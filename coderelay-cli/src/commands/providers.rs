//! Providers command - list known providers.

use anyhow::Result;
use coderelay_providers::native_descriptor;
use tracing::info;

use crate::app::App;
use crate::output::{JsonFormatter, ProviderRow, ProviderSource, TextFormatter};
use crate::{Cli, ExitCode, OutputFormat};

/// Runs the providers command.
pub async fn run(cli: &Cli) -> Result<ExitCode> {
    info!("Listing providers");

    let app = App::load(cli).await?;
    let rows = rows(&app).await;

    match cli.format {
        OutputFormat::Text => {
            let formatter = TextFormatter::new(!cli.no_color);

            println!("{}", formatter.format_providers_header());
            println!("{}", "─".repeat(70));

            for row in &rows {
                println!("{}", formatter.format_provider_line(row));
            }

            println!();
            println!(
                "Total: {} providers ({} installed)",
                rows.len(),
                rows.iter().filter(|r| r.installed).count()
            );
        }
        OutputFormat::Json => {
            let formatter = JsonFormatter::new(cli.pretty);
            println!("{}", formatter.format_providers(&rows)?);
        }
    }

    Ok(ExitCode::Success)
}

async fn rows(app: &App) -> Vec<ProviderRow> {
    let mut rows = Vec::new();
    for id in app.factory.known_ids() {
        let source = if app.factory.is_native(&id) {
            ProviderSource::Native
        } else {
            ProviderSource::Configured
        };

        let row = match app.factory.get_provider(&id).await {
            Some(provider) => ProviderRow {
                display_name: provider.display_name().to_string(),
                binary: provider.binary().to_string(),
                streaming: provider.supports_streaming(),
                installed: true,
                source,
                id,
            },
            None => {
                let preset = native_descriptor(&id);
                let binary = app
                    .config()
                    .launch_config(&id)
                    .or(preset.as_ref().map(|d| &d.launch))
                    .map_or_else(|| id.clone(), |launch| launch.command.clone());
                ProviderRow {
                    display_name: preset.map_or_else(|| id.clone(), |d| d.display_name),
                    binary,
                    streaming: false,
                    installed: false,
                    source,
                    id,
                }
            }
        };
        rows.push(row);
    }
    rows
}
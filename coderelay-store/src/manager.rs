//! Owner of the persisted provider state.
//!
//! Mutations happen in memory and mark the document dirty. Writing it out is
//! the owner's job: call [`StateManager::flush`] on a cadence and at
//! shutdown, or let [`StateManager::spawn_autosave`] do it. Mutations between
//! two flushes coalesce into one write.
//!
//! Only one `StateManager` may own a given file at a time.

use chrono::{DateTime, Utc};
use coderelay_core::{Clock, ErrorKind};
use std::path::{Path, PathBuf};
use std::sync::Arc;
use std::sync::atomic::{AtomicBool, Ordering};
use std::time::Duration;
use tokio::sync::{Mutex, RwLock};
use tokio::task::JoinHandle;
use tokio_util::sync::CancellationToken;
use tracing::{debug, info, instrument, warn};

use crate::error::StoreError;
use crate::persistence::{load_json, save_json};
use crate::state::{CURRENT_VERSION, ErrorRecord, FullState, ProviderState};

// ============================================================================
// State Manager
// ============================================================================

/// Thread-safe, lazily persisted provider state.
pub struct StateManager {
    path: Option<PathBuf>,
    clock: Arc<dyn Clock>,
    state: RwLock<FullState>,
    dirty: AtomicBool,
    flush_lock: Mutex<()>,
}

impl StateManager {
    /// Opens the state stored at `path`.
    ///
    /// A missing file starts empty. An unreadable, corrupt or newer document
    /// is logged and also starts empty; the next flush overwrites it.
    #[instrument(skip_all, fields(path = %path.as_ref().display()))]
    pub async fn open(path: impl AsRef<Path>, clock: Arc<dyn Clock>) -> Self {
        let path = path.as_ref().to_path_buf();
        let state = match load_state(&path).await {
            Ok(state) => {
                debug!(providers = state.providers.len(), "State loaded");
                state
            }
            Err(e) if e.is_not_found() => {
                debug!("No state file yet, starting empty");
                FullState::default()
            }
            Err(e) => {
                warn!(error = %e, "Failed to load state, starting empty");
                FullState::default()
            }
        };
        Self::with_state(Some(path), clock, state)
    }

    /// Creates a manager that never touches the filesystem.
    pub fn in_memory(clock: Arc<dyn Clock>) -> Self {
        Self::with_state(None, clock, FullState::default())
    }

    fn with_state(path: Option<PathBuf>, clock: Arc<dyn Clock>, state: FullState) -> Self {
        Self {
            path,
            clock,
            state: RwLock::new(state),
            dirty: AtomicBool::new(false),
            flush_lock: Mutex::new(()),
        }
    }

    /// Returns the backing file, if any.
    pub fn path(&self) -> Option<&Path> {
        self.path.as_deref()
    }

    /// Returns true if there are unsaved changes.
    pub fn is_dirty(&self) -> bool {
        self.dirty.load(Ordering::SeqCst)
    }

    fn mark_dirty(&self) {
        self.dirty.store(true, Ordering::SeqCst);
    }

    /// Runs `f` on the provider's entry, creating and rolling it over first.
    async fn update<R>(&self, id: &str, f: impl FnOnce(&mut ProviderState) -> R) -> R {
        let today = self.clock.today();
        let mut state = self.state.write().await;
        let entry = state
            .providers
            .entry(id.to_string())
            .or_insert_with(|| ProviderState::new(today));
        entry.roll_over(today);
        f(entry)
    }

    // ========================================================================
    // Queries
    // ========================================================================

    /// Returns a copy of one provider's state, creating a zeroed entry for
    /// an unknown id.
    ///
    /// The daily counters are reset here the first time the provider is
    /// looked at on a new local day. Creating or rolling over an entry
    /// marks the document dirty.
    pub async fn get_provider_state(&self, id: &str) -> ProviderState {
        let today = self.clock.today();

        {
            let state = self.state.read().await;
            if let Some(entry) = state.providers.get(id) {
                if entry.last_reset >= today {
                    return entry.clone();
                }
            }
        }

        let mut state = self.state.write().await;
        let mut changed = false;
        let entry = state.providers.entry(id.to_string()).or_insert_with(|| {
            changed = true;
            ProviderState::new(today)
        });
        if entry.roll_over(today) {
            debug!(provider = %id, day = %today, "Daily counters reset");
            changed = true;
        }
        if changed {
            self.mark_dirty();
        }
        entry.clone()
    }

    /// Returns a copy of the whole document.
    pub async fn snapshot(&self) -> FullState {
        self.state.read().await.clone()
    }

    // ========================================================================
    // Mutations
    // ========================================================================

    /// Records a successful request.
    pub async fn record_success(&self, id: &str, tokens_saved: u64) {
        let now = self.clock.now();
        let requests = self
            .update(id, |entry| {
                entry.record_success(now, tokens_saved);
                entry.requests_today
            })
            .await;
        self.mark_dirty();
        debug!(provider = %id, requests_today = requests, tokens_saved, "Success recorded");
    }

    /// Records a failed request as `"{KIND}: {message}"`.
    pub async fn record_error(&self, id: &str, kind: ErrorKind, message: &str) {
        let record = ErrorRecord {
            at: self.clock.now(),
            message: format!("{kind}: {message}"),
        };
        let consecutive = self
            .update(id, |entry| {
                entry.push_error(record);
                entry.consecutive_errors
            })
            .await;
        self.mark_dirty();
        debug!(provider = %id, kind = %kind, consecutive_errors = consecutive, "Error recorded");
    }

    /// Puts a provider into cooldown until `until`.
    pub async fn mark_out_of_credits(&self, id: &str, until: DateTime<Utc>) {
        self.update(id, |entry| entry.out_of_credits_until = Some(until))
            .await;
        self.mark_dirty();
        info!(provider = %id, until = %until, "Provider in cooldown");
    }

    /// Clears one provider's counters, errors and cooldown.
    ///
    /// The lifetime token total survives.
    pub async fn reset_provider(&self, id: &str) {
        let today = self.clock.today();
        let mut state = self.state.write().await;
        if let Some(entry) = state.providers.get_mut(id) {
            entry.reset(today);
            self.mark_dirty();
            info!(provider = %id, "Provider state reset");
        }
    }

    /// Clears every provider, lifetime totals included.
    pub async fn reset_all(&self) {
        let mut state = self.state.write().await;
        state.providers.clear();
        self.mark_dirty();
        info!("All provider state reset");
    }

    // ========================================================================
    // Persistence
    // ========================================================================

    /// Writes the document if it changed since the last flush.
    ///
    /// Failures are logged and leave the document dirty so the next flush
    /// retries. In-memory managers only clear the flag.
    pub async fn flush(&self) {
        let _guard = self.flush_lock.lock().await;
        if !self.dirty.swap(false, Ordering::SeqCst) {
            return;
        }
        let Some(path) = &self.path else {
            return;
        };

        let doc = self.snapshot().await;
        match save_json(path, &doc).await {
            Ok(()) => debug!(path = %path.display(), providers = doc.providers.len(), "State flushed"),
            Err(e) => {
                self.mark_dirty();
                warn!(path = %path.display(), error = %e, "Failed to save state");
            }
        }
    }

    /// Alias for [`StateManager::flush`].
    pub async fn save(&self) {
        self.flush().await;
    }

    /// Flushes every `period` until `cancel` fires, then flushes once more.
    pub fn spawn_autosave(self: Arc<Self>, period: Duration, cancel: CancellationToken) -> JoinHandle<()> {
        tokio::spawn(async move {
            let mut ticker = tokio::time::interval(period);
            ticker.set_missed_tick_behavior(tokio::time::MissedTickBehavior::Delay);
            ticker.tick().await;

            loop {
                tokio::select! {
                    () = cancel.cancelled() => break,
                    _ = ticker.tick() => self.flush().await,
                }
            }

            self.flush().await;
            debug!("Autosave stopped");
        })
    }
}

impl std::fmt::Debug for StateManager {
    fn fmt(&self, f: &mut std::fmt::Formatter<'_>) -> std::fmt::Result {
        f.debug_struct("StateManager")
            .field("path", &self.path)
            .field("dirty", &self.is_dirty())
            .finish_non_exhaustive()
    }
}

async fn load_state(path: &Path) -> Result<FullState, StoreError> {
    let state: FullState = load_json(path).await?;
    if state.version > CURRENT_VERSION {
        return Err(StoreError::UnsupportedVersion {
            found: state.version,
            supported: CURRENT_VERSION,
        });
    }
    Ok(state)
}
═══
:: WHAT IS REQUIRED ::
Every line that contains the string "warn" should be returned from the data.

:: ANSWER AREA ::
use tracing::{debug, info, instrument, warn};
                warn!(error = %e, "Failed to load state, starting empty");
                warn!(path = %path.display(), error = %e, "Failed to save state");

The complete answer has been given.